Content starts

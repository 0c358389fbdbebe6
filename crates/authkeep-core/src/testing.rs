//! Scripted transport for unit tests.

use std::collections::{HashMap, VecDeque};
use std::sync::Mutex;

use async_trait::async_trait;

use crate::api::{ApiRequest, ApiResponse, Transport, TransportError};

#[derive(Clone)]
enum Scripted {
    Response(ApiResponse),
    Fail(String),
}

/// Answers by path. The last scripted answer for a path repeats.
/// Unscripted paths get a 404.
#[derive(Default)]
pub(crate) struct MockTransport {
    routes: Mutex<HashMap<String, VecDeque<Scripted>>>,
    requests: Mutex<Vec<ApiRequest>>,
    yields: usize,
}

impl MockTransport {
    pub(crate) fn new() -> Self {
        Self::default()
    }

    /// Suspend this many times inside each `send`, so concurrent callers interleave.
    pub(crate) fn with_yields(yields: usize) -> Self {
        Self {
            yields,
            ..Self::default()
        }
    }

    pub(crate) fn respond(&self, path: &str, status: u16, body: &str) {
        self.script(
            path,
            Scripted::Response(ApiResponse {
                status,
                body: body.to_string(),
            }),
        );
    }

    pub(crate) fn fail(&self, path: &str, reason: &str) {
        self.script(path, Scripted::Fail(reason.to_string()));
    }

    fn script(&self, path: &str, answer: Scripted) {
        self.routes
            .lock()
            .unwrap()
            .entry(path.to_string())
            .or_default()
            .push_back(answer);
    }

    pub(crate) fn requests(&self) -> Vec<ApiRequest> {
        self.requests.lock().unwrap().clone()
    }

    pub(crate) fn calls_to(&self, path: &str) -> usize {
        self.requests
            .lock()
            .unwrap()
            .iter()
            .filter(|r| r.path == path)
            .count()
    }
}

#[async_trait]
impl Transport for MockTransport {
    async fn send(&self, request: ApiRequest) -> Result<ApiResponse, TransportError> {
        let path = request.path.clone();
        self.requests.lock().unwrap().push(request);

        for _ in 0..self.yields {
            tokio::task::yield_now().await;
        }

        let answer = {
            let mut routes = self.routes.lock().unwrap();
            match routes.get_mut(&path) {
                Some(queue) if queue.len() > 1 => queue.pop_front(),
                Some(queue) => queue.front().cloned(),
                None => None,
            }
        };

        match answer {
            Some(Scripted::Response(response)) => Ok(response),
            Some(Scripted::Fail(reason)) => Err(TransportError::Other(reason)),
            None => Ok(ApiResponse {
                status: 404,
                body: r#"{"detail": "Not Found"}"#.to_string(),
            }),
        }
    }
}
//! Durable token persistence.
//!
//! This module provides:
//! - `TokenStore`: the key/value surface every component reads tokens through
//! - `FileTokenStore`: JSON document in the platform data directory
//! - `KeyringTokenStore`: OS-level keychain entries via keyring
//! - `MemoryTokenStore`: non-durable, for tests and degraded operation
//!
//! Stores do not look inside tokens. Expiry is the API's business.

pub mod file;
pub mod keychain;
pub mod memory;

use std::fmt;

use serde::{Deserialize, Serialize};
use thiserror::Error;

pub use file::FileTokenStore;
pub use keychain::KeyringTokenStore;
pub use memory::MemoryTokenStore;

/// Fixed keys under which tokens are persisted.
#[derive(Debug, Clone, Copy, PartialEq, Eq, Hash, Serialize, Deserialize)]
pub enum TokenKey {
    Access,
    Refresh,
    Csrf,
}

impl TokenKey {
    pub const ALL: [TokenKey; 3] = [TokenKey::Access, TokenKey::Refresh, TokenKey::Csrf];

    /// Name of the persisted entry
    pub fn storage_name(&self) -> &'static str {
        match self {
            TokenKey::Access => "token",
            TokenKey::Refresh => "refreshToken",
            TokenKey::Csrf => "csrfToken",
        }
    }
}

impl fmt::Display for TokenKey {
    fn fmt(&self, f: &mut fmt::Formatter<'_>) -> fmt::Result {
        f.write_str(self.storage_name())
    }
}

#[derive(Error, Debug, Clone, PartialEq, Eq)]
pub enum StorageError {
    #[error("storage unavailable for {key}: {reason}")]
    Unavailable { key: TokenKey, reason: String },
}

impl StorageError {
    pub fn unavailable(key: TokenKey, reason: impl fmt::Display) -> Self {
        StorageError::Unavailable {
            key,
            reason: reason.to_string(),
        }
    }
}

/// Which backend the composition root should open
#[derive(Debug, Clone, Copy, PartialEq, Eq, Default, Serialize, Deserialize)]
#[serde(rename_all = "lowercase")]
pub enum TokenBackend {
    #[default]
    File,
    Keyring,
    Memory,
}

impl TokenBackend {
    pub fn parse(value: &str) -> Option<Self> {
        match value.trim().to_lowercase().as_str() {
            "file" => Some(TokenBackend::File),
            "keyring" | "keychain" => Some(TokenBackend::Keyring),
            "memory" => Some(TokenBackend::Memory),
            _ => None,
        }
    }
}

pub trait TokenStore: Send + Sync {
    fn get(&self, key: TokenKey) -> Result<Option<String>, StorageError>;

    fn set(&self, key: TokenKey, value: &str) -> Result<(), StorageError>;

    /// Removing a missing key is not an error.
    fn remove(&self, key: TokenKey) -> Result<(), StorageError>;

    /// True if a non-empty access token is stored. Unreadable storage counts as no token.
    fn has_access_token(&self) -> bool {
        matches!(self.get(TokenKey::Access), Ok(Some(ref token)) if !token.is_empty())
    }

    /// Remove every key in `keys`, attempting all of them even if one fails.
    /// Returns the first failure.
    fn clear(&self, keys: &[TokenKey]) -> Result<(), StorageError> {
        let mut first_err = None;
        for key in keys {
            if let Err(e) = self.remove(*key) {
                first_err.get_or_insert(e);
            }
        }
        match first_err {
            Some(e) => Err(e),
            None => Ok(()),
        }
    }
}
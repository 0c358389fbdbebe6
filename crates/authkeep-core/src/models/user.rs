use chrono::{DateTime, Utc};
use serde::{Deserialize, Serialize};

/// Account summary returned alongside issued tokens.
#[derive(Debug, Clone, PartialEq, Eq, Serialize, Deserialize)]
#[cfg_attr(feature = "ts", derive(ts_rs::TS), ts(export))]
pub struct User {
    pub id: i64,
    pub email: String,
    pub role: String,
    pub can_login: bool,
}

/// Full account view returned by the current-user lookup.
#[derive(Debug, Clone, PartialEq, Eq, Serialize, Deserialize)]
#[cfg_attr(feature = "ts", derive(ts_rs::TS), ts(export))]
pub struct UserDetail {
    #[serde(flatten)]
    pub user: User,
    pub is_active: bool,
    #[serde(with = "super::timestamp")]
    #[cfg_attr(feature = "ts", ts(type = "string"))]
    pub registered_at: DateTime<Utc>,
    #[serde(default, with = "super::timestamp::option")]
    #[cfg_attr(feature = "ts", ts(type = "string | null"))]
    pub locked_until: Option<DateTime<Utc>>,
    #[serde(default)]
    pub failed_login_attempts: u32,
}

impl UserDetail {
    /// Project down to the summary form held in session state.
    pub fn summary(&self) -> User {
        self.user.clone()
    }

    pub fn is_locked_at(&self, now: DateTime<Utc>) -> bool {
        self.locked_until.map(|until| until > now).unwrap_or(false)
    }
}

impl From<UserDetail> for User {
    fn from(detail: UserDetail) -> Self {
        detail.user
    }
}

Content ends

What to work on -> Make a word-for-word copy of the records.

Exercise solution ->
repository 0c358389fbdbebe6
filename crates/authkeep-core/src/testing.rs
//! Scripted transport for unit tests.

use std::collections::{HashMap, VecDeque};
use std::sync::Mutex;

use async_trait::async_trait;

use crate::api::{ApiRequest, ApiResponse, Transport, TransportError};

#[derive(Clone)]
enum Scripted {
    Response(ApiResponse),
    Fail(String),
}

/// Answers by path. The last scripted answer for a path repeats.
/// Unscripted paths get a 404.
#[derive(Default)]
pub(crate) struct MockTransport {
    routes: Mutex<HashMap<String, VecDeque<Scripted>>>,
    requests: Mutex<Vec<ApiRequest>>,
    yields: usize,
}

impl MockTransport {
    pub(crate) fn new() -> Self {
        Self::default()
    }

    /// Suspend this many times inside each `send`, so concurrent callers interleave.
    pub(crate) fn with_yields(yields: usize) -> Self {
        Self {
            yields,
            ..Self::default()
        }
    }

    pub(crate) fn respond(&self, path: &str, status: u16, body: &str) {
        self.script(
            path,
            Scripted::Response(ApiResponse {
                status,
                body: body.to_string(),
            }),
        );
    }

    pub(crate) fn fail(&self, path: &str, reason: &str) {
        self.script(path, Scripted::Fail(reason.to_string()));
    }

    fn script(&self, path: &str, answer: Scripted) {
        self.routes
            .lock()
            .unwrap()
            .entry(path.to_string())
            .or_default()
            .push_back(answer);
    }

    pub(crate) fn requests(&self) -> Vec<ApiRequest> {
        self.requests.lock().unwrap().clone()
    }

    pub(crate) fn calls_to(&self, path: &str) -> usize {
        self.requests
            .lock()
            .unwrap()
            .iter()
            .filter(|r| r.path == path)
            .count()
    }
}

#[async_trait]
impl Transport for MockTransport {
    async fn send(&self, request: ApiRequest) -> Result<ApiResponse, TransportError> {
        let path = request.path.clone();
        self.requests.lock().unwrap().push(request);

        for _ in 0..self.yields {
            tokio::task::yield_now().await;
        }

        let answer = {
            let mut routes = self.routes.lock().unwrap();
            match routes.get_mut(&path) {
                Some(queue) if queue.len() > 1 => queue.pop_front(),
                Some(queue) => queue.front().cloned(),
                None => None,
            }
        };

        match answer {
            Some(Scripted::Response(response)) => Ok(response),
            Some(Scripted::Fail(reason)) => Err(TransportError::Other(reason)),
            None => Ok(ApiResponse {
                status: 404,
                body: r#"{"detail": "Not Found"}"#.to_string(),
            }),
        }
    }
}
//! Durable token persistence.
//!
//! This module provides:
//! - `TokenStore`: the key/value surface every component reads tokens through
//! - `FileTokenStore`: JSON document in the platform data directory
//! - `KeyringTokenStore`: OS-level keychain entries via keyring
//! - `MemoryTokenStore`: non-durable, for tests and degraded operation
//!
//! Stores do not look inside tokens. Expiry is the API's business.

pub mod file;
pub mod keychain;
pub mod memory;

use std::fmt;

use serde::{Deserialize, Serialize};
use thiserror::Error;

pub use file::FileTokenStore;
pub use keychain::KeyringTokenStore;
pub use memory::MemoryTokenStore;

/// Fixed keys under which tokens are persisted.
#[derive(Debug, Clone, Copy, PartialEq, Eq, Hash, Serialize, Deserialize)]
pub enum TokenKey {
    Access,
    Refresh,
    Csrf,
}

impl TokenKey {
    pub const ALL: [TokenKey; 3] = [TokenKey::Access, TokenKey::Refresh, TokenKey::Csrf];

    /// Name of the persisted entry
    pub fn storage_name(&self) -> &'static str {
        match self {
            TokenKey::Access => "token",
            TokenKey::Refresh => "refreshToken",
            TokenKey::Csrf => "csrfToken",
        }
    }
}

impl fmt::Display for TokenKey {
    fn fmt(&self, f: &mut fmt::Formatter<'_>) -> fmt::Result {
        f.write_str(self.storage_name())
    }
}

#[derive(Error, Debug, Clone, PartialEq, Eq)]
pub enum StorageError {
    #[error("storage unavailable for {key}: {reason}")]
    Unavailable { key: TokenKey, reason: String },
}

impl StorageError {
    pub fn unavailable(key: TokenKey, reason: impl fmt::Display) -> Self {
        StorageError::Unavailable {
            key,
            reason: reason.to_string(),
        }
    }
}

/// Which backend the composition root should open
#[derive(Debug, Clone, Copy, PartialEq, Eq, Default, Serialize, Deserialize)]
#[serde(rename_all = "lowercase")]
pub enum TokenBackend {
    #[default]
    File,
    Keyring,
    Memory,
}

impl TokenBackend {
    pub fn parse(value: &str) -> Option<Self> {
        match value.trim().to_lowercase().as_str() {
            "file" => Some(TokenBackend::File),
            "keyring" | "keychain" => Some(TokenBackend::Keyring),
            "memory" => Some(TokenBackend::Memory),
            _ => None,
        }
    }
}

pub trait TokenStore: Send + Sync {
    fn get(&self, key: TokenKey) -> Result<Option<String>, StorageError>;

    fn set(&self, key: TokenKey, value: &str) -> Result<(), StorageError>;

    /// Removing a missing key is not an error.
    fn remove(&self, key: TokenKey) -> Result<(), StorageError>;

    /// True if a non-empty access token is stored. Unreadable storage counts as no token.
    fn has_access_token(&self) -> bool {
        matches!(self.get(TokenKey::Access), Ok(Some(ref token)) if !token.is_empty())
    }

    /// Remove every key in `keys`, attempting all of them even if one fails.
    /// Returns the first failure.
    fn clear(&self, keys: &[TokenKey]) -> Result<(), StorageError> {
        let mut first_err = None;
        for key in keys {
            if let Err(e) = self.remove(*key) {
                first_err.get_or_insert(e);
            }
        }
        match first_err {
            Some(e) => Err(e),
            None => Ok(()),
        }
    }
}
repository 0c358389fbdbebe6
filename crates/authkeep-core/src/models/user.rs
use chrono::{DateTime, Utc};
use serde::{Deserialize, Serialize};

/// Account summary returned alongside issued tokens.
#[derive(Debug, Clone, PartialEq, Eq, Serialize, Deserialize)]
#[cfg_attr(feature = "ts", derive(ts_rs::TS), ts(export))]
pub struct User {
    pub id: i64,
    pub email: String,
    pub role: String,
    pub can_login: bool,
}

/// Full account view returned by the current-user lookup.
#[derive(Debug, Clone, PartialEq, Eq, Serialize, Deserialize)]
#[cfg_attr(feature = "ts", derive(ts_rs::TS), ts(export))]
pub struct UserDetail {
    #[serde(flatten)]
    pub user: User,
    pub is_active: bool,
    #[serde(with = "super::timestamp")]
    #[cfg_attr(feature = "ts", ts(type = "string"))]
    pub registered_at: DateTime<Utc>,
    #[serde(default, with = "super::timestamp::option")]
    #[cfg_attr(feature = "ts", ts(type = "string | null"))]
    pub locked_until: Option<DateTime<Utc>>,
    #[serde(default)]
    pub failed_login_attempts: u32,
}

impl UserDetail {
    /// Project down to the summary form held in session state.
    pub fn summary(&self) -> User {
        self.user.clone()
    }

    pub fn is_locked_at(&self, now: DateTime<Utc>) -> bool {
        self.locked_until.map(|until| until > now).unwrap_or(false)
    }
}

impl From<UserDetail> for User {
    fn from(detail: UserDetail) -> Self {
        detail.user
    }
}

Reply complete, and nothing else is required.